About 107,000 people died of drug overdoses in the 12 months ending in August. The easing allowed the White House to claim some progress.

“For the last two years, the Biden-Harris administration has taken historic steps to remove barriers to addiction treatment, go after drug traffickers and their profits, and get more naloxone into communities. As a result, today’s data continue to show a decrease in overdose deaths for the fifth month in a row,” Dr. Rahul Gupta, director of the White House Office of National Drug Control Policy, said in a Jan. 11 statement about the latest data.

The DEA’s seizure announcement in late December underscored the mix of good and bad news for the administration. The unrelenting flow of dangerous drugs is alarming, though agents were able to intercept a large amount before the pills reached U.S. communities and claimed more lives.

The DEA says fentanyl is being mass-produced in secret factories in Mexico with chemicals largely sourced from China. The drugs are then trafficked into the U.S.

DEA’s top operational priority is to defeat the two Mexican drug cartels — the Sinaloa and Jalisco Cartels — that are primarily responsible for the fentanyl that is killing Americans today,” DEA Administrator Anne Milgram said in December.

Investigators are also concerned about home-grown production.

Law enforcement in Arizona last week raided two locations, including a residence, after investigators noticed a series of incoming packages containing chemicals from China.

“We’re trying to find out who is doing this and for what purpose. Everything about the importation of this looks very suspicious,” said Leo Lamas, the deputy special agent in charge of Homeland Security Investigations who worked on the case. “It’s drawing our attention because one of our suspicions is, ‘Can this be combined to produce a narcotic?’”

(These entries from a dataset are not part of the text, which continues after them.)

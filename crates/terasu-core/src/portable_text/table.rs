//! Tables authored as comma- or tab-separated text.
//!
//! There is no quoting: a delimiter always splits a cell.

/// Cell separator of a table source.
#[derive(Debug, Clone, Copy, PartialEq, Eq)]
pub enum Delimiter {
    Comma,
    Tab,
}

impl Delimiter {
    fn as_char(self) -> char {
        match self {
            Self::Comma => ',',
            Self::Tab => '\t',
        }
    }
}

/// A parsed table: first line as headers, the rest as rows.
#[derive(Debug, Clone, PartialEq, Eq)]
pub struct Table {
    pub headers: Vec<String>,
    pub rows: Vec<Vec<String>>,
}

/// Tab-delimited only when the first line has a tab and no comma.
pub fn sniff_delimiter(first_line: &str) -> Delimiter {
    if first_line.contains('\t') && !first_line.contains(',') {
        Delimiter::Tab
    } else {
        Delimiter::Comma
    }
}

/// Parses table source text. Returns `None` when there are no lines.
///
/// Blank lines are skipped.
pub fn parse_table(input: &str) -> Option<Table> {
    let mut lines = input
        .trim()
        .lines()
        .filter(|line| !line.trim().is_empty());
    let first = lines.next()?;
    let delimiter = sniff_delimiter(first);
    let split = |line: &str| -> Vec<String> {
        line.split(delimiter.as_char())
            .map(|cell| cell.trim().to_string())
            .collect()
    };

    Some(Table {
        headers: split(first),
        rows: lines.map(split).collect(),
    })
}

#[cfg(test)]
mod tests {
    use super::*;
    use pretty_assertions::assert_eq;

    #[test]
    fn sniffing() {
        assert_eq!(sniff_delimiter("a\tb\tc"), Delimiter::Tab);
        assert_eq!(sniff_delimiter("a,b,c"), Delimiter::Comma);
        assert_eq!(sniff_delimiter("a\tb,c"), Delimiter::Comma);
        assert_eq!(sniff_delimiter("single"), Delimiter::Comma);
    }

    #[test]
    fn parses_comma_table() {
        let table = parse_table("  Name, Age\nAlice , 30\nBob,25  \n").unwrap();
        assert_eq!(
            table,
            Table {
                headers: vec!["Name".into(), "Age".into()],
                rows: vec![
                    vec!["Alice".into(), "30".into()],
                    vec!["Bob".into(), "25".into()],
                ],
            }
        );
    }

    #[test]
    fn parses_tab_table() {
        let table = parse_table("言語\t用途\nRust\tCLI, サーバー").unwrap();
        assert_eq!(table.headers, vec!["言語", "用途"]);
        // Later lines keep the sniffed delimiter even if they contain commas.
        assert_eq!(table.rows, vec![vec!["Rust", "CLI, サーバー"]]);
    }

    #[test]
    fn header_only() {
        let table = parse_table("a,b").unwrap();
        assert_eq!(table.headers, vec!["a", "b"]);
        assert!(table.rows.is_empty());
    }

    #[test]
    fn empty_input_is_none() {
        assert!(parse_table("").is_none());
        assert!(parse_table("  \n\t\n ").is_none());
    }

    #[test]
    fn blank_lines_are_skipped() {
        let table = parse_table("a,b\n\n1,2\n   \n3,4").unwrap();
        assert_eq!(table.rows.len(), 2);
    }
}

Investigators are testing a “couple hundred pounds” of seized chemicals from the home as part of an ongoing investigation, he said.

The idea that fentanyl or other drugs are being crafted in the U.S. runs counter to the typical pattern, in which drugs are trafficked from Mexico.

“I would not say that’s a common thing, but certainly it is something we have seen,” Mr. Lamas said. “Separate from this investigation, we have found local pill pressers and labs in the United States, not just for opioids but for methamphetamine.”

Although stimulants such as cocaine and methamphetamine are key drivers of overdose deaths, fentanyl is the top problem.

The CDC maintains detailed data on about 51,000 overdose deaths recorded in 32 jurisdictions in 2021. Illicit fentanyl was involved in nearly three-quarters, or about 37,000, of the deaths.

Heroin was involved in about 11% of the deaths, and prescription opioids were tied to about 16%. Cocaine and methamphetamine were found more frequently — in about 28% of deaths for each category — though still paled in comparison with fentanyl.

DEA labs found that 6 in 10 fentanyl-laced pills contained potentially lethal doses in 2022, an increase from 4 in 10 in 2021. The deadly counterfeit pills are made to look like OxyContin, Percocet, Xanax or other brands.

“Most people dying of fentanyl overdoses were using opioids intentionally, including some who were using fentanyl intentionally,” Mr. Humphreys said. “But we are seeing significant numbers of deaths among people who were exposed accidentally, for example in a purchase of cocaine, meth or a pill that is incorrectly labeled as Adderall or Ativan.”

Deb and Ray Cullen, who live in Pennsylvania, told the House Republican roundtable that their son Zachary, 22, died after using cocaine laced with fentanyl.

“This crisis should be attacked with the same priority and intensity that COVID was,” Mrs. Cullen told the committee. “You could not turn on the television without hearing about COVID, its statistics and what the government was doing to fight it. It should be the same for the illicit fentanyl crisis.”